Dec 4, 2007 at 9:48 pm

Microcredit is best tool to fight poverty

Why is 31 years of positive global experience insufficient for the World Bank to grasp the importance of using microcredit to reach and empower the very poor?
In 1976, a young economics professor named Muhammad Yunus lent less than $1 each to 42 craftspeople laboring near starvation, freeing them from perpetual debt to a moneylender so they could profit from their own hard work and care for their families.

Now, 7 million Grameen Bank borrowers and a Nobel Peace Prize later, it is even more confounding that World Bank President Robert Zoellick couldn’t agree to the primary requests that 29 members of Congress (including 3rd District Rep. John Yarmuth, D-Ky.) made in a face-to-face meeting on Oct. 3.
So what did those members of Congress want Zoellick to do? They wanted him to: 1) double World Bank spending for microfinance from less than 1 percent of bank lending to 2 percent; 2) most important, commit half of loan funds to families living on less than $1 a day; 3) require the use of cost-effective poverty measurement tools to ensure compliance; 4) report annually on results.
Why did Zoellick struggle with those requests?
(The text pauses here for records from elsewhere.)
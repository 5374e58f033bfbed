use std::rc::Rc;

use serde::Serialize;

use crate::core::{ChartSeries, DataPoint, MixedType};

/// Per-pass view of one registered series.
///
/// Rebuilt on every render pass; the last rendered list is kept only so
/// selection events can be mapped back to it.
#[derive(Debug, Clone, Serialize)]
#[serde(bound(serialize = ""))]
pub struct ResolvedSeries<T> {
    pub name: String,
    pub data: Vec<DataPoint<T>>,
    #[serde(rename = "type", skip_serializing_if = "Option::is_none")]
    pub mixed_type: Option<MixedType>,
    #[serde(skip)]
    pub declaration: Rc<dyn ChartSeries<T>>,
}
use crate::core::Dimension;
use crate::error::{ChartError, ChartResult};

use super::ChartParameters;

pub(super) fn validate_dimension(dimension: Dimension, field_name: &str) -> ChartResult<()> {
    match dimension {
        Dimension::Pixels(px) => {
            if px == 0 {
                return Err(ChartError::InvalidParameter(format!(
                    "{field_name} in pixels must be > 0"
                )));
            }
        }
        Dimension::Percent(pct) => {
            if !pct.is_finite() || pct <= 0.0 {
                return Err(ChartError::InvalidParameter(format!(
                    "{field_name} percent must be finite and > 0"
                )));
            }
        }
    }
    Ok(())
}

pub(super) fn validate_chart_parameters(parameters: &ChartParameters) -> ChartResult<()> {
    if let Some(width) = parameters.width {
        validate_dimension(width, "width")?;
    }
    if let Some(height) = parameters.height {
        validate_dimension(height, "height")?;
    }
    Ok(())
}

#[cfg(test)]
mod tests {
    use super::validate_dimension;
    use crate::core::Dimension;
    use crate::error::ChartError;

    #[test]
    fn rejects_zero_pixels_and_non_positive_percent() {
        for dimension in [
            Dimension::Pixels(0),
            Dimension::Percent(0.0),
            Dimension::Percent(-5.0),
            Dimension::Percent(f64::INFINITY),
            Dimension::Percent(f64::NAN),
        ] {
            let err = validate_dimension(dimension, "width").expect_err("must reject");
            assert!(matches!(err, ChartError::InvalidParameter(_)));
        }
    }

    #[test]
    fn accepts_regular_sizes() {
        validate_dimension(Dimension::Pixels(480), "height").expect("pixels");
        validate_dimension(Dimension::Percent(100.0), "height").expect("percent");
        validate_dimension(Dimension::Percent(150.0), "width").expect("oversized percent");
    }
}
//! Telemetry helpers for applications embedding `chart-bridge`.
//!
//! Tracing setup stays explicit and opt-in. Hosts either call
//! `init_default_tracing` or install their own `tracing` subscriber.

/// Initializes a default `tracing` subscriber when the `telemetry` feature is enabled.
///
/// Without `RUST_LOG` the filter defaults to `chart_bridge=info`.
/// Returns `false` when the feature is disabled or a global subscriber was
/// already installed by the host application.
#[must_use]
pub fn init_default_tracing() -> bool {
    #[cfg(feature = "telemetry")]
    {
        let builder = tracing_subscriber::fmt()
            .with_env_filter(
                tracing_subscriber::EnvFilter::try_from_default_env()
                    .unwrap_or_else(|_| tracing_subscriber::EnvFilter::new("chart_bridge=info")),
            )
            .with_target(true)
            .compact();

        return builder.try_init().is_ok();
    }

    #[cfg(not(feature = "telemetry"))]
    {
        false
    }
}

#[cfg(test)]
mod tests {
    use super::init_default_tracing;

    #[cfg(not(feature = "telemetry"))]
    #[test]
    fn init_is_noop_without_telemetry_feature() {
        assert!(!init_default_tracing());
    }

    #[cfg(feature = "telemetry")]
    #[test]
    fn second_init_reports_existing_subscriber() {
        let _ = init_default_tracing();
        assert!(!init_default_tracing());
    }
}
use crate::options::{ChartOptions, ResolvedSeries};

/// Chooses between axis series and the flat value/label pair.
///
/// Non-axis charts take the first series' y values and x labels and never
/// carry axis series; axis charts carry the resolved list and never carry
/// the flat pair.
pub(super) fn apply_series_shape<T: Clone>(
    mut options: ChartOptions<T>,
    series: &[ResolvedSeries<T>],
) -> ChartOptions<T> {
    if !options.is_non_axis_chart() {
        options.series = Some(series.to_vec());
        options.series_non_x_axis = None;
        options.labels = None;
        return options;
    }

    options.series = None;
    let Some(first) = series.first() else {
        options.series_non_x_axis = None;
        options.labels = None;
        return options;
    };
    options.series_non_x_axis = Some(first.data.iter().map(|point| point.y).collect());
    options.labels = Some(first.data.iter().map(|point| point.label()).collect());
    options
}
use std::collections::VecDeque;

use serde::{Deserialize, Serialize};
use tracing::trace;

use crate::core::DataPoint;
use crate::error::{ChartError, ChartResult};
use crate::options::ResolvedSeries;
use crate::surface::HostSurface;

use super::ChartComponent;
use super::render_trigger::DirtyReason;

/// Selection notification sent by the host page.
#[derive(Debug, Clone, Copy, PartialEq, Eq, Serialize, Deserialize)]
#[serde(rename_all = "camelCase")]
pub struct SelectionEvent {
    pub series_index: usize,
    pub data_point_index: usize,
}

impl SelectionEvent {
    #[must_use]
    pub const fn new(series_index: usize, data_point_index: usize) -> Self {
        Self {
            series_index,
            data_point_index,
        }
    }
}

/// Selected point together with the series it belongs to.
#[derive(Debug, Clone)]
pub struct SelectedData<T> {
    pub series_index: usize,
    pub data_point_index: usize,
    pub series: ResolvedSeries<T>,
    pub data_point: DataPoint<T>,
}

pub type SelectionCallback<T> = Box<dyn FnMut(SelectedData<T>)>;

/// Selection callback plus the queue of resolved selections awaiting dispatch.
pub(super) struct SelectionBridge<T> {
    callback: Option<SelectionCallback<T>>,
    pending: VecDeque<SelectedData<T>>,
}

impl<T> Default for SelectionBridge<T> {
    fn default() -> Self {
        Self {
            callback: None,
            pending: VecDeque::new(),
        }
    }
}

impl<T> SelectionBridge<T> {
    pub(super) fn has_callback(&self) -> bool {
        self.callback.is_some()
    }
}

impl<T: Clone, H: HostSurface> ChartComponent<T, H> {
    /// Registers the selection callback.
    ///
    /// Line-like charts need a fix-up pass once a callback is present, so the
    /// chart is marked dirty.
    pub fn set_selection_callback(&mut self, callback: impl FnMut(SelectedData<T>) + 'static) {
        self.selection.callback = Some(Box::new(callback));
        self.trigger.mark_dirty(DirtyReason::SelectionCallback);
    }

    pub fn clear_selection_callback(&mut self) {
        self.selection.callback = None;
        self.selection.pending.clear();
        self.trigger.mark_dirty(DirtyReason::SelectionCallback);
    }

    #[must_use]
    pub fn has_selection_callback(&self) -> bool {
        self.selection.has_callback()
    }

    #[must_use]
    pub fn pending_selection_count(&self) -> usize {
        self.selection.pending.len()
    }

    /// Maps a host selection onto the last rendered series and queues it.
    ///
    /// Ignored when no callback is registered. Indices are trusted to match
    /// the last render; anything else is reported as
    /// `ChartError::SelectionOutOfRange` and nothing is queued.
    pub fn on_data_point_selected(&mut self, event: SelectionEvent) -> ChartResult<bool> {
        if !self.selection.has_callback() {
            return Ok(false);
        }
        let selected = self.resolve_selection(event)?;
        trace!(
            series_index = event.series_index,
            data_point_index = event.data_point_index,
            "queued data point selection"
        );
        self.selection.pending.push_back(selected);
        Ok(true)
    }

    /// Parses the host payload `{"seriesIndex":..,"dataPointIndex":..}` first.
    pub fn on_data_point_selected_json(&mut self, payload: &str) -> ChartResult<bool> {
        let event = SelectionEvent::from_json_str(payload)?;
        self.on_data_point_selected(event)
    }

    /// Invokes the callback for every queued selection in arrival order.
    pub fn dispatch_selections(&mut self) -> usize {
        let bridge = &mut self.selection;
        let Some(callback) = bridge.callback.as_mut() else {
            bridge.pending.clear();
            return 0;
        };

        let mut dispatched = 0;
        while let Some(selected) = bridge.pending.pop_front() {
            callback(selected);
            dispatched += 1;
        }
        dispatched
    }

    fn resolve_selection(&self, event: SelectionEvent) -> ChartResult<SelectedData<T>> {
        let out_of_range = || ChartError::SelectionOutOfRange {
            series_index: event.series_index,
            data_point_index: event.data_point_index,
        };
        let series = self
            .rendered
            .as_ref()
            .and_then(|snapshot| snapshot.series.get(event.series_index))
            .ok_or_else(out_of_range)?;
        let data_point = series
            .data
            .get(event.data_point_index)
            .ok_or_else(out_of_range)?;

        Ok(SelectedData {
            series_index: event.series_index,
            data_point_index: event.data_point_index,
            series: series.clone(),
            data_point: data_point.clone(),
        })
    }
}
//! Serializable chart configuration consumed by the host charting library.

mod resolved_series;
mod sections;

use serde::{Deserialize, Serialize};

use crate::core::ChartType;

pub use resolved_series::ResolvedSeries;
pub use sections::{
    ChartSection, DataLabels, Markers, PlotOptions, PlotOptionsBar, Stroke, StrokeCurve, Title,
    TitleAlign, Tooltip, XAxis,
};

/// Chart-wide options aggregate.
///
/// Hosts supply a base value; every render pass clones it and derives the
/// series-dependent fields from scratch. `series`, `series_non_x_axis` and
/// `labels` are owned by reconciliation and never read from JSON input.
#[derive(Debug, Clone, Serialize, Deserialize)]
#[serde(rename_all = "camelCase", bound(serialize = "", deserialize = ""))]
pub struct ChartOptions<T> {
    #[serde(default, skip_serializing_if = "std::ops::Not::not")]
    pub debug: bool,
    #[serde(default)]
    pub chart: ChartSection,
    #[serde(default, skip_serializing_if = "Option::is_none")]
    pub xaxis: Option<XAxis>,
    #[serde(default, skip_serializing_if = "Option::is_none")]
    pub title: Option<Title>,
    #[serde(default, skip_serializing_if = "Option::is_none")]
    pub colors: Option<Vec<String>>,
    #[serde(default, skip_serializing_if = "Option::is_none")]
    pub stroke: Option<Stroke>,
    #[serde(default, skip_serializing_if = "Option::is_none")]
    pub data_labels: Option<DataLabels>,
    #[serde(default, skip_serializing_if = "Option::is_none")]
    pub tooltip: Option<Tooltip>,
    #[serde(default, skip_serializing_if = "Option::is_none")]
    pub markers: Option<Markers>,
    #[serde(default, skip_serializing_if = "Option::is_none")]
    pub plot_options: Option<PlotOptions>,
    #[serde(default, skip_deserializing, skip_serializing_if = "Option::is_none")]
    pub series: Option<Vec<ResolvedSeries<T>>>,
    #[serde(default, skip_deserializing, skip_serializing_if = "Option::is_none")]
    pub series_non_x_axis: Option<Vec<f64>>,
    #[serde(default, skip_deserializing, skip_serializing_if = "Option::is_none")]
    pub labels: Option<Vec<String>>,
}

impl<T> Default for ChartOptions<T> {
    fn default() -> Self {
        Self {
            debug: false,
            chart: ChartSection::default(),
            xaxis: None,
            title: None,
            colors: None,
            stroke: None,
            data_labels: None,
            tooltip: None,
            markers: None,
            plot_options: None,
            series: None,
            series_non_x_axis: None,
            labels: None,
        }
    }
}

impl<T> ChartOptions<T> {
    #[must_use]
    pub fn new() -> Self {
        Self::default()
    }

    #[must_use]
    pub fn with_chart_type(mut self, chart_type: ChartType) -> Self {
        self.chart.chart_type = Some(chart_type);
        self
    }

    #[must_use]
    pub fn with_chart_id(mut self, id: impl Into<String>) -> Self {
        self.chart.id = Some(id.into());
        self
    }

    #[must_use]
    pub fn with_horizontal_bars(mut self, horizontal: bool) -> Self {
        self.plot_options
            .get_or_insert_with(PlotOptions::default)
            .bar
            .get_or_insert_with(PlotOptionsBar::default)
            .horizontal = Some(horizontal);
        self
    }

    #[must_use]
    pub fn with_marker_size(mut self, size: f64) -> Self {
        self.markers.get_or_insert_with(Markers::default).size = Some(size);
        self
    }

    #[must_use]
    pub fn chart_type(&self) -> Option<ChartType> {
        self.chart.chart_type
    }

    #[must_use]
    pub fn chart_id(&self) -> Option<&str> {
        self.chart.id.as_deref()
    }

    #[must_use]
    pub fn is_non_axis_chart(&self) -> bool {
        self.chart.chart_type.is_some_and(ChartType::is_non_axis)
    }

    #[must_use]
    pub fn horizontal_bars(&self) -> bool {
        self.plot_options
            .as_ref()
            .and_then(|plot| plot.bar.as_ref())
            .and_then(|bar| bar.horizontal)
            .unwrap_or(false)
    }
}
use crate::error::{ChartError, ChartResult};
use crate::options::ChartOptions;

use super::SelectionEvent;

/// Serializes options into the compact JSON the host library consumes.
pub fn serialize_chart_options<T>(options: &ChartOptions<T>) -> ChartResult<String> {
    serde_json::to_string(options)
        .map_err(|e| ChartError::Serialization(format!("failed to serialize chart options: {e}")))
}

impl<T> ChartOptions<T> {
    /// Parses base options, e.g. from a theme or config file.
    ///
    /// Series-derived fields are never read from input.
    pub fn from_json_str(input: &str) -> ChartResult<Self> {
        serde_json::from_str(input)
            .map_err(|e| ChartError::Serialization(format!("failed to parse chart options: {e}")))
    }
}

impl SelectionEvent {
    pub fn from_json_str(input: &str) -> ChartResult<Self> {
        serde_json::from_str(input).map_err(|e| {
            ChartError::Serialization(format!("failed to parse selection payload: {e}"))
        })
    }
}
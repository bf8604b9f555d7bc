//! Shared domain types for Bilgin.
//!
//! This crate contains the core domain types used across the Bilgin
//! assistant: utterances, lookup results, configuration, and their
//! associated error types.
//!
//! Zero infrastructure dependencies -- only serde, uuid, chrono, thiserror.

pub mod chat;
pub mod config;
pub mod knowledge;
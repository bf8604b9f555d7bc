//! Utterance types for Bilgin conversations.
//!
//! An utterance is one message in a conversation -- either typed by the
//! user or generated by the assistant. Utterances are immutable once
//! constructed and are owned by the transcript that holds them.

use chrono::{DateTime, Utc};
use serde::{Deserialize, Serialize};
use uuid::Uuid;

use std::fmt;
use std::str::FromStr;

/// Who produced an utterance.
#[derive(Debug, Clone, Copy, PartialEq, Eq, Serialize, Deserialize)]
#[serde(rename_all = "lowercase")]
pub enum Origin {
    User,
    Assistant,
}

impl fmt::Display for Origin {
    fn fmt(&self, f: &mut fmt::Formatter<'_>) -> fmt::Result {
        match self {
            Origin::User => write!(f, "user"),
            Origin::Assistant => write!(f, "assistant"),
        }
    }
}

impl FromStr for Origin {
    type Err = String;

    fn from_str(s: &str) -> Result<Self, Self::Err> {
        match s.to_lowercase().as_str() {
            "user" => Ok(Origin::User),
            "assistant" => Ok(Origin::Assistant),
            other => Err(format!("invalid utterance origin: '{other}'")),
        }
    }
}

/// A single message within a conversation.
///
/// Constructed once, never mutated. The timestamp is captured at
/// construction time.
#[derive(Debug, Clone, Serialize, Deserialize)]
pub struct Utterance {
    /// UUIDv7 utterance ID.
    pub id: Uuid,
    pub text: String,
    pub origin: Origin,
    pub timestamp: DateTime<Utc>,
}

impl Utterance {
    /// Create a new utterance with the current timestamp.
    pub fn new(text: impl Into<String>, origin: Origin) -> Self {
        Self {
            id: Uuid::now_v7(),
            text: text.into(),
            origin,
            timestamp: Utc::now(),
        }
    }

    /// Create a user utterance.
    pub fn user(text: impl Into<String>) -> Self {
        Self::new(text, Origin::User)
    }

    /// Create an assistant utterance.
    pub fn assistant(text: impl Into<String>) -> Self {
        Self::new(text, Origin::Assistant)
    }
}
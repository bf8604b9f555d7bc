//! Child-process speech sink.
//!
//! Speaks by spawning an external TTS program (espeak-ng by default) with
//! the sanitized text as its final argument and waiting for it to exit.

use std::process::Stdio;

use tokio::process::Command;

use bilgin_core::speech::SpeechSink;
use bilgin_types::config::SpeechConfig;
use bilgin_types::knowledge::SpeechError;

/// Speech sink backed by an external command.
pub struct CommandSpeech {
    program: String,
    args: Vec<String>,
}

impl CommandSpeech {
    /// Build a sink from the speech section of the config.
    pub fn new(config: &SpeechConfig) -> Self {
        Self {
            program: config.program.clone(),
            args: config.args.clone(),
        }
    }

    /// The program this sink spawns.
    pub fn program(&self) -> &str {
        &self.program
    }
}

impl SpeechSink for CommandSpeech {
    async fn speak(&self, text: &str) -> Result<(), SpeechError> {
        if text.is_empty() {
            return Ok(());
        }

        let status = Command::new(&self.program)
            .args(&self.args)
            .arg(text)
            .stdin(Stdio::null())
            .stdout(Stdio::null())
            .stderr(Stdio::null())
            .status()
            .await
            .map_err(|e| SpeechError::Spawn(e.to_string()))?;

        if !status.success() {
            return Err(SpeechError::Exited(status.code().unwrap_or(-1)));
        }
        Ok(())
    }
}
//! Bounded conversation transcript.
//!
//! FIFO buffer of utterances with a fixed capacity: appending beyond
//! capacity evicts the oldest entry. The transcript is recorded for
//! display only -- response generation never reads it back.

use std::collections::VecDeque;

use bilgin_types::chat::Utterance;

/// Ordered, bounded history of utterances, oldest first.
#[derive(Debug)]
pub struct Transcript {
    entries: VecDeque<Utterance>,
    capacity: usize,
}

impl Transcript {
    /// Create an empty transcript. A zero capacity is bumped to 1 so the
    /// buffer can always hold the latest utterance.
    pub fn new(capacity: usize) -> Self {
        let capacity = capacity.max(1);
        Self {
            entries: VecDeque::with_capacity(capacity),
            capacity,
        }
    }

    /// Maximum number of utterances retained.
    pub fn capacity(&self) -> usize {
        self.capacity
    }

    /// Current number of utterances.
    pub fn len(&self) -> usize {
        self.entries.len()
    }

    /// Whether the transcript holds no utterances.
    pub fn is_empty(&self) -> bool {
        self.entries.is_empty()
    }

    /// Append an utterance, evicting the oldest if at capacity.
    pub fn push(&mut self, utterance: Utterance) {
        if self.entries.len() == self.capacity {
            self.entries.pop_front();
        }
        self.entries.push_back(utterance);
    }

    /// Iterate over the transcript, oldest first.
    pub fn iter(&self) -> impl Iterator<Item = &Utterance> {
        self.entries.iter()
    }
}
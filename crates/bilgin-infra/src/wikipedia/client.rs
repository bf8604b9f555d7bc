//! WikipediaSource -- concrete [`KnowledgeSource`] implementation.
//!
//! Talks to the MediaWiki Action API (`/w/api.php`) of a language-specific
//! Wikipedia: full-text search for candidate titles, plain-text extracts
//! limited to a sentence count, and canonical page URLs. Pages flagged
//! with the `disambiguation` pageprop surface as
//! [`LookupError::Disambiguation`] so the engine can log them distinctly
//! before degrading to a fallback response.

use std::time::Duration;

use bilgin_core::knowledge::KnowledgeSource;
use bilgin_types::knowledge::LookupError;

use super::types::{PageObject, PagesResponse, SearchResponse};

/// Identify ourselves per Wikimedia API etiquette.
const USER_AGENT: &str = concat!("bilgin/", env!("CARGO_PKG_VERSION"));

/// How many ranked candidates to request per search.
const SEARCH_LIMIT: u8 = 5;

/// Wikipedia-backed knowledge source.
pub struct WikipediaSource {
    client: reqwest::Client,
    base_url: String,
}

impl WikipediaSource {
    /// Create a source for one language edition (e.g. "tr", "en").
    pub fn new(language: &str) -> Self {
        let client = reqwest::Client::builder()
            .timeout(Duration::from_secs(10))
            .user_agent(USER_AGENT)
            .build()
            .expect("failed to create reqwest client");

        Self {
            client,
            base_url: format!("https://{language}.wikipedia.org/w/api.php"),
        }
    }

    /// Override the API endpoint (useful for testing or mirrors).
    #[allow(dead_code)]
    pub fn with_base_url(mut self, base_url: String) -> Self {
        self.base_url = base_url;
        self
    }

    /// Issue one Action API query and deserialize the JSON body.
    async fn query<T: serde::de::DeserializeOwned>(
        &self,
        params: &[(&str, &str)],
    ) -> Result<T, LookupError> {
        let response = self
            .client
            .get(&self.base_url)
            .query(&[("action", "query"), ("format", "json"), ("formatversion", "2")])
            .query(params)
            .send()
            .await
            .map_err(|e| LookupError::Network(format!("request failed: {e}")))?;

        let status = response.status();
        if !status.is_success() {
            return Err(LookupError::Network(format!("HTTP {status}")));
        }

        response
            .json::<T>()
            .await
            .map_err(|e| LookupError::Deserialization(format!("failed to parse response: {e}")))
    }

    /// Fetch the single page object for a title, resolving redirects.
    async fn page(&self, title: &str, params: &[(&str, &str)]) -> Result<PageObject, LookupError> {
        let mut full_params = vec![("titles", title), ("redirects", "1")];
        full_params.extend_from_slice(params);

        let page = self
            .query::<PagesResponse>(&full_params)
            .await?
            .into_first_page()
            .ok_or_else(|| {
                LookupError::Deserialization(format!("no page object returned for '{title}'"))
            })?;

        if page.missing {
            return Err(LookupError::NotFound(title.to_string()));
        }
        Ok(page)
    }
}

impl KnowledgeSource for WikipediaSource {
    fn name(&self) -> &str {
        "wikipedia"
    }

    async fn search(&self, term: &str) -> Result<Vec<String>, LookupError> {
        let limit = SEARCH_LIMIT.to_string();
        let resp: SearchResponse = self
            .query(&[("list", "search"), ("srsearch", term), ("srlimit", &limit)])
            .await?;

        // A missing query block means zero hits, not a malformed response.
        let titles = resp
            .query
            .map(|q| q.search.into_iter().map(|hit| hit.title).collect())
            .unwrap_or_default();
        Ok(titles)
    }

    async fn summary(&self, title: &str, sentences: u8) -> Result<String, LookupError> {
        let sentences = sentences.to_string();
        let page = self
            .page(
                title,
                &[
                    ("prop", "extracts|pageprops"),
                    ("exsentences", &sentences),
                    ("explaintext", "1"),
                    ("ppprop", "disambiguation"),
                ],
            )
            .await?;

        if page.is_disambiguation() {
            return Err(LookupError::Disambiguation { title: page.title });
        }

        page.extract
            .filter(|extract| !extract.is_empty())
            .ok_or_else(|| {
                LookupError::Deserialization(format!("page '{title}' carried no extract"))
            })
    }

    async fn page_url(&self, title: &str) -> Result<String, LookupError> {
        let page = self
            .page(title, &[("prop", "info"), ("inprop", "url")])
            .await?;

        page.fullurl.ok_or_else(|| {
            LookupError::Deserialization(format!("page '{title}' carried no URL"))
        })
    }
}

#[cfg(test)]
mod tests {
    use super::*;

    #[test]
    fn test_base_url_for_language() {
        let source = WikipediaSource::new("tr");
        assert_eq!(source.base_url, "https://tr.wikipedia.org/w/api.php");

        let source = WikipediaSource::new("en");
        assert_eq!(source.base_url, "https://en.wikipedia.org/w/api.php");
    }

    #[test]
    fn test_base_url_override() {
        let source =
            WikipediaSource::new("tr").with_base_url("http://localhost:8080/api.php".to_string());
        assert_eq!(source.base_url, "http://localhost:8080/api.php");
    }

    #[test]
    fn test_source_name() {
        assert_eq!(WikipediaSource::new("tr").name(), "wikipedia");
    }
}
Perhaps the simple answer is that the World Bank is, after all, a bank.

Yunus’ response to those who ask what his strategy was in forming Grameen Bank sheds some light on the World Bank’s blind spot. “I didn’t have a strategy in forming Grameen Bank,” Yunus would reply to questioners. “I just kept doing what was next. But when I look back, my strategy was, whatever banks did, I did the opposite. If banks lent to the rich, I lent to the poor. If banks lent to men, I lent to women. If banks made large loans, I made small ones. If banks required collateral, my loans were collateral-free. If banks required a lot of paperwork, my loans were illiterate-friendly. If you had to go to the bank, my bank went to the village.
“Yes, that was my strategy. Whatever banks did, I did the opposite.”

It’s time for the World Bank to look beyond its traditional notions of credit risks and embrace the best tool we have for eradicating poverty. Zoellick should listen less to his advisers and look instead to microfinance leaders in Africa for the lessons he desperately needs to learn. Ingrid Munro started Jamii Bora in Kenya eight years ago with loans to 50 beggars in the worst slum of Nairobi. Six years later, she had 170,000 savers and 60,000 borrowers.

Zoellick’s main promise to the members of Congress was to meet regularly for more discussion. But while the World Bank talks, 28,000 children die each day from largely preventable malnutrition and disease, and some 90 million children of primary-school age are not in school, according to the United Nations’ Children’s Fund estimates.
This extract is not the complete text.